Senator Wyden asked Clapper whether data was being collected on large numbers of Americans in any way, and Clapper answered "Not wittingly'; he explained that in the course of other surveillance some US citizens might happen to be caught in the net but that was inadvertent, not deliberate or "witting." All that was false. Such data collection was being done very deliberately and on a massive scale, and Clapper knew that perfectly well.
In an interesting comment, James Joyner notes that Clapper, though a liar who ought to have been prosecuted for perjury, was between a rock and a hard place. If he'd told the truth, he would have been revealing classified information, so he couldn't! This is how these government creeps keep their misdeeds out of the public eye; they write laws that make it illegal to tell us what they're doing.
Oliver Stone's excellent movie Snowden relates the story of how he snapped, and it all became very public in 2013 when Ed fled to Hong Kong and obtained an interview with The Guardian reporter Glenn Greenwald and colleagues. The Guardian has a strong Leftist bias (and has twice banned me from its "open" on-line forum!) but in June 2013 it did a very good day's work. The movie's most dramatic point is Ed's departure from his underground office in Hawaii, complete with a large set of data with which to blow the whistle, that he copied on to the key component of a thumb drive and then concealed in a Rubik's Cube to avoid detection at the exit gate.
The Hong Kong government fortunately did not respond instantly when Uncle told it to jump, so he had time to board a flight to Moscow en route for a warmer refuge in South America. Alas, the fellows in Foggy Bottom pulled his passport, so he was stranded in Russia. US-Russian relations were headed South at the time under Obama, so Putin scored a point by granting him refuge. He lives there still, though has appeared several times in the US via the Internet.
So far, Trump's laudable wish to rebuild good relations with Russia have been frustrated by members of the D.C. Sore Losers Society, but if and when he succeeds there will be one downside: part of the deal may be that Putin will cancel Ed's visa and hand him over for a US trial that could end in the death penalty. Though Trump is by far the lesser of the two 2016 evils, he's shown no intention to end the NSA surveillance nor to hail Edward Snowden as the hero he certainly is.
Ed makes it very clear towards the end of Stone's movie that he took all this action for the sake of conscience, having realized that his work had been wrong. He then appealed for others in similar work to do likewise. Clearly, the more who respond to his appeal, the less able will the NSA be to spy on us all. At the end of his Guardian interview, he said "The greatest fear that I have regarding the outcome for America of these disclosures is that nothing will change."

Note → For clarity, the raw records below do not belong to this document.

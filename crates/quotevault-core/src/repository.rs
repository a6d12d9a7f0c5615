use crate::models::{default_quotes, normalize_category, Quote, QuotePatch, NO_FILTER};
use crate::{Error, Result};
use quotevault_store::{StringStore, KEY_FILTER, KEY_QUOTES};
use rand::Rng;
use tracing::{debug, info, warn};
use uuid::Uuid;

/// In-memory authoritative quote collection backed by a string store.
///
/// Every mutation persists immediately. When the persist fails the
/// in-memory change is kept and the storage error is handed back, so the
/// caller can warn about durability without losing the session's state.
pub struct QuoteRepository {
    quotes: Vec<Quote>,
    filter: String,
    store: Box<dyn StringStore>,
}

impl QuoteRepository {
    pub fn new(store: Box<dyn StringStore>) -> Self {
        Self {
            quotes: Vec::new(),
            filter: NO_FILTER.to_string(),
            store,
        }
    }

    /// Load the collection from the store, seeding the built-in defaults
    /// when nothing (or garbage) is there. Malformed data never escapes
    /// this boundary.
    pub fn load_or_seed(&mut self) -> Result<()> {
        match self.store.load(KEY_QUOTES)? {
            Some(raw) => match serde_json::from_str::<Vec<Quote>>(&raw) {
                Ok(saved) => {
                    debug!("Loaded {} quotes from store", saved.len());
                    self.quotes = saved;
                }
                Err(e) => {
                    warn!("Stored quotes unreadable ({}), reseeding defaults", e);
                    self.quotes = default_quotes();
                    self.persist()?;
                }
            },
            None => {
                info!("Empty store, seeding default quotes");
                self.quotes = default_quotes();
                self.persist()?;
            }
        }

        if let Some(saved_filter) = self.store.load(KEY_FILTER)? {
            self.filter = saved_filter;
        }

        Ok(())
    }

    /// All quotes, or only those in the given category. Insertion order.
    pub fn list(&self, filter: Option<&str>) -> Vec<Quote> {
        match filter {
            None => self.quotes.clone(),
            Some(f) if f == NO_FILTER => self.quotes.clone(),
            Some(f) => self
                .quotes
                .iter()
                .filter(|q| q.category == f)
                .cloned()
                .collect(),
        }
    }

    /// Uniform choice over the filtered list; `None` when nothing matches.
    pub fn pick_random(&self, filter: Option<&str>) -> Option<Quote> {
        let pool = self.list(filter);
        if pool.is_empty() {
            return None;
        }
        let idx = rand::rng().random_range(0..pool.len());
        Some(pool[idx].clone())
    }

    /// Add a user-entered quote. Text must survive trimming; the category
    /// is normalized; a fresh id is generated.
    pub fn add(&mut self, text: &str, category: &str, author: Option<&str>) -> Result<Quote> {
        let text = text.trim();
        if text.is_empty() {
            return Err(Error::Validation("quote text must not be empty".into()));
        }

        let quote = Quote {
            id: Uuid::new_v4().to_string(),
            text: text.to_string(),
            category: normalize_category(category),
            author: clean_author(author),
        };

        self.quotes.push(quote.clone());
        self.persist()?;
        Ok(quote)
    }

    /// Append pre-shaped quotes (import path), skipping ids already present.
    /// Persists once; returns how many were actually admitted.
    pub fn extend(&mut self, incoming: Vec<Quote>) -> Result<usize> {
        let before = self.quotes.len();
        for quote in incoming {
            if self.quotes.iter().any(|q| q.id == quote.id) {
                debug!("Skipping quote with duplicate id {}", quote.id);
                continue;
            }
            self.quotes.push(quote);
        }
        let admitted = self.quotes.len() - before;
        if admitted > 0 {
            self.persist()?;
        }
        Ok(admitted)
    }

    /// Apply a patch to an existing quote. Validation happens before any
    /// field changes, so a bad patch leaves the quote untouched.
    pub fn edit(&mut self, id: &str, patch: QuotePatch) -> Result<Quote> {
        let idx = self
            .quotes
            .iter()
            .position(|q| q.id == id)
            .ok_or_else(|| Error::NotFound(id.to_string()))?;

        let new_text = match &patch.text {
            Some(t) => {
                let t = t.trim();
                if t.is_empty() {
                    return Err(Error::Validation("quote text must not be empty".into()));
                }
                Some(t.to_string())
            }
            None => None,
        };

        let quote = &mut self.quotes[idx];
        if let Some(t) = new_text {
            quote.text = t;
        }
        if let Some(c) = &patch.category {
            quote.category = normalize_category(c);
        }
        if let Some(a) = &patch.author {
            quote.author = clean_author(Some(a));
        }

        let updated = quote.clone();
        self.persist()?;
        Ok(updated)
    }

    /// Remove a quote by id, returning the removed record.
    pub fn delete(&mut self, id: &str) -> Result<Quote> {
        let idx = self
            .quotes
            .iter()
            .position(|q| q.id == id)
            .ok_or_else(|| Error::NotFound(id.to_string()))?;

        let removed = self.quotes.remove(idx);
        self.persist()?;
        Ok(removed)
    }

    /// Distinct categories currently present, sorted.
    pub fn categories(&self) -> Vec<String> {
        let mut cats: Vec<String> = self.quotes.iter().map(|q| q.category.clone()).collect();
        cats.sort_unstable();
        cats.dedup();
        cats
    }

    /// Swap in a whole new collection (merge path) and persist it.
    pub fn replace_all(&mut self, quotes: Vec<Quote>) -> Result<()> {
        self.quotes = quotes;
        self.persist()
    }

    /// Last-selected category filter ("all" means none).
    pub fn filter(&self) -> &str {
        &self.filter
    }

    /// Persist a new filter selection.
    pub fn set_filter(&mut self, value: &str) -> Result<()> {
        let value = if value.trim().is_empty() {
            NO_FILTER.to_string()
        } else {
            value.trim().to_lowercase()
        };
        self.filter = value;
        self.store.save(KEY_FILTER, &self.filter)?;
        Ok(())
    }

    pub fn len(&self) -> usize {
        self.quotes.len()
    }

    pub fn is_empty(&self) -> bool {
        self.quotes.is_empty()
    }

    fn persist(&mut self) -> Result<()> {
        let raw = serde_json::to_string(&self.quotes)?;
        self.store.save(KEY_QUOTES, &raw)?;
        Ok(())
    }
}

fn clean_author(author: Option<&str>) -> Option<String> {
    author
        .map(str::trim)
        .filter(|a| !a.is_empty())
        .map(str::to_string)
}

#[cfg(test)]
mod tests {
    use super::*;
    use quotevault_store::{MemoryStore, StoreError};
    use std::sync::{Arc, Mutex};

    fn fresh_repo() -> QuoteRepository {
        let mut repo = QuoteRepository::new(Box::new(MemoryStore::new()));
        repo.load_or_seed().unwrap();
        repo
    }

    /// MemoryStore behind an Arc so a test can reopen "the same disk".
    #[derive(Clone, Default)]
    struct SharedStore(Arc<Mutex<MemoryStore>>);

    impl StringStore for SharedStore {
        fn load(&self, key: &str) -> quotevault_store::Result<Option<String>> {
            self.0.lock().unwrap().load(key)
        }
        fn save(&mut self, key: &str, value: &str) -> quotevault_store::Result<()> {
            self.0.lock().unwrap().save(key, value)
        }
    }

    mockall::mock! {
        FlakyStore {}
        impl StringStore for FlakyStore {
            fn load(&self, key: &str) -> quotevault_store::Result<Option<String>>;
            fn save(&mut self, key: &str, value: &str) -> quotevault_store::Result<()>;
        }
    }

    #[test]
    fn empty_store_seeds_four_defaults() {
        let repo = fresh_repo();
        assert_eq!(repo.len(), 4);
        assert_eq!(
            repo.categories(),
            vec!["dev", "habit", "inspiration", "productivity"]
        );
    }

    #[test]
    fn malformed_store_is_replaced_by_defaults() {
        let mut store = MemoryStore::new();
        store
            .save(quotevault_store::KEY_QUOTES, "not json at all {")
            .unwrap();

        let mut repo = QuoteRepository::new(Box::new(store));
        repo.load_or_seed().unwrap();
        assert_eq!(repo.len(), 4);
    }

    #[test]
    fn collection_round_trips_through_store() {
        let shared = SharedStore::default();

        let mut repo = QuoteRepository::new(Box::new(shared.clone()));
        repo.load_or_seed().unwrap();
        repo.add("Ship it.", "dev", Some("anon")).unwrap();
        let saved = repo.list(None);

        let mut reopened = QuoteRepository::new(Box::new(shared));
        reopened.load_or_seed().unwrap();
        assert_eq!(reopened.list(None), saved);
    }

    #[test]
    fn add_then_delete_restores_prior_collection() {
        let mut repo = fresh_repo();
        let before = repo.list(None);

        let added = repo.add("Focus wins.", "discipline", None).unwrap();
        assert_eq!(repo.len(), 5);
        assert_eq!(repo.list(None)[4].category, "discipline");

        let filtered = repo.list(Some("discipline"));
        assert_eq!(filtered.len(), 1);
        assert_eq!(filtered[0].id, added.id);

        repo.delete(&added.id).unwrap();
        assert_eq!(repo.list(None), before);
    }

    #[test]
    fn add_rejects_blank_text() {
        let mut repo = fresh_repo();
        let err = repo.add("   ", "dev", None).unwrap_err();
        assert!(matches!(err, Error::Validation(_)));
        assert_eq!(repo.len(), 4);
    }

    #[test]
    fn add_normalizes_category_and_author() {
        let mut repo = fresh_repo();
        let q = repo.add("  trimmed  ", "  DEV ", Some("  ")).unwrap();
        assert_eq!(q.text, "trimmed");
        assert_eq!(q.category, "dev");
        assert_eq!(q.author, None);

        let q = repo.add("attributed", "", Some(" Ada ")).unwrap();
        assert_eq!(q.category, "uncategorized");
        assert_eq!(q.author, Some("Ada".to_string()));
    }

    #[test]
    fn pick_random_honors_filter() {
        let mut repo = fresh_repo();
        repo.add("one", "solo", None).unwrap();

        // Uniform choice over a single-element pool is deterministic
        for _ in 0..20 {
            let picked = repo.pick_random(Some("solo")).unwrap();
            assert_eq!(picked.category, "solo");
        }
        // Every unfiltered pick comes from the collection
        for _ in 0..20 {
            let picked = repo.pick_random(None).unwrap();
            assert!(repo.list(None).contains(&picked));
        }
    }

    #[test]
    fn pick_random_on_empty_pool_is_none() {
        let repo = fresh_repo();
        assert_eq!(repo.pick_random(Some("no-such-category")), None);

        let mut empty = QuoteRepository::new(Box::new(MemoryStore::new()));
        empty.replace_all(Vec::new()).unwrap();
        assert_eq!(empty.pick_random(None), None);
    }

    #[test]
    fn edit_patches_fields_and_validates() {
        let mut repo = fresh_repo();
        let id = repo.list(None)[0].id.clone();

        let updated = repo
            .edit(
                &id,
                QuotePatch {
                    text: Some("Rewritten.".into()),
                    category: Some("Edited".into()),
                    author: Some("Someone".into()),
                },
            )
            .unwrap();
        assert_eq!(updated.text, "Rewritten.");
        assert_eq!(updated.category, "edited");
        assert_eq!(updated.author, Some("Someone".to_string()));

        // Blank text aborts without touching the quote
        let err = repo
            .edit(
                &id,
                QuotePatch {
                    text: Some("  ".into()),
                    ..Default::default()
                },
            )
            .unwrap_err();
        assert!(matches!(err, Error::Validation(_)));
        assert_eq!(repo.list(None)[0].text, "Rewritten.");
    }

    #[test]
    fn edit_and_delete_unknown_id_report_not_found() {
        let mut repo = fresh_repo();
        assert!(matches!(
            repo.edit("nope", QuotePatch::default()),
            Err(Error::NotFound(_))
        ));
        assert!(matches!(repo.delete("nope"), Err(Error::NotFound(_))));
    }

    #[test]
    fn extend_skips_duplicate_ids() {
        let mut repo = fresh_repo();
        let existing = repo.list(None)[0].clone();
        let fresh = Quote {
            id: "imported-1".into(),
            text: "New.".into(),
            category: "imported".into(),
            author: None,
        };

        let admitted = repo.extend(vec![existing, fresh]).unwrap();
        assert_eq!(admitted, 1);
        assert_eq!(repo.len(), 5);
    }

    #[test]
    fn filter_state_survives_reload() {
        let shared = SharedStore::default();

        let mut repo = QuoteRepository::new(Box::new(shared.clone()));
        repo.load_or_seed().unwrap();
        assert_eq!(repo.filter(), "all");
        repo.set_filter("Dev").unwrap();

        let mut reopened = QuoteRepository::new(Box::new(shared));
        reopened.load_or_seed().unwrap();
        assert_eq!(reopened.filter(), "dev");
    }

    #[test]
    fn storage_failure_keeps_in_memory_mutation() {
        let mut store = MockFlakyStore::new();
        store.expect_load().returning(|_| Ok(None));
        // Seeding write works, everything after hits "quota"
        store
            .expect_save()
            .times(1)
            .returning(|_, _| Ok(()));
        store
            .expect_save()
            .returning(|_, _| Err(StoreError::WriteFailed("quota exceeded".into())));

        let mut repo = QuoteRepository::new(Box::new(store));
        repo.load_or_seed().unwrap();

        let err = repo.add("kept in memory", "dev", None).unwrap_err();
        assert!(matches!(err, Error::Storage(_)));
        // The mutation is not rolled back; this session still sees it
        assert_eq!(repo.len(), 5);
        assert!(repo.list(None).iter().any(|q| q.text == "kept in memory"));
    }
}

So far, nothing has changed. Obama welched on his election promises and kept the surveillance in place. Trump has done the same, though he never promised otherwise. Government is clearly addicted to the knowledge and control it provides, and there is only one way to end it: for employees to quit, as Snowden did. Snow White has given the example: seven more dwarves need to follow it, and then a whole lot more yet.
This is exactly the strategy of TOLFA, for the wider task of terminating the scourge of government altogether; and of the summary pages at QuitGov. If any reader of this is employed in the government surveillance industry, please: leave it, and get an honest job.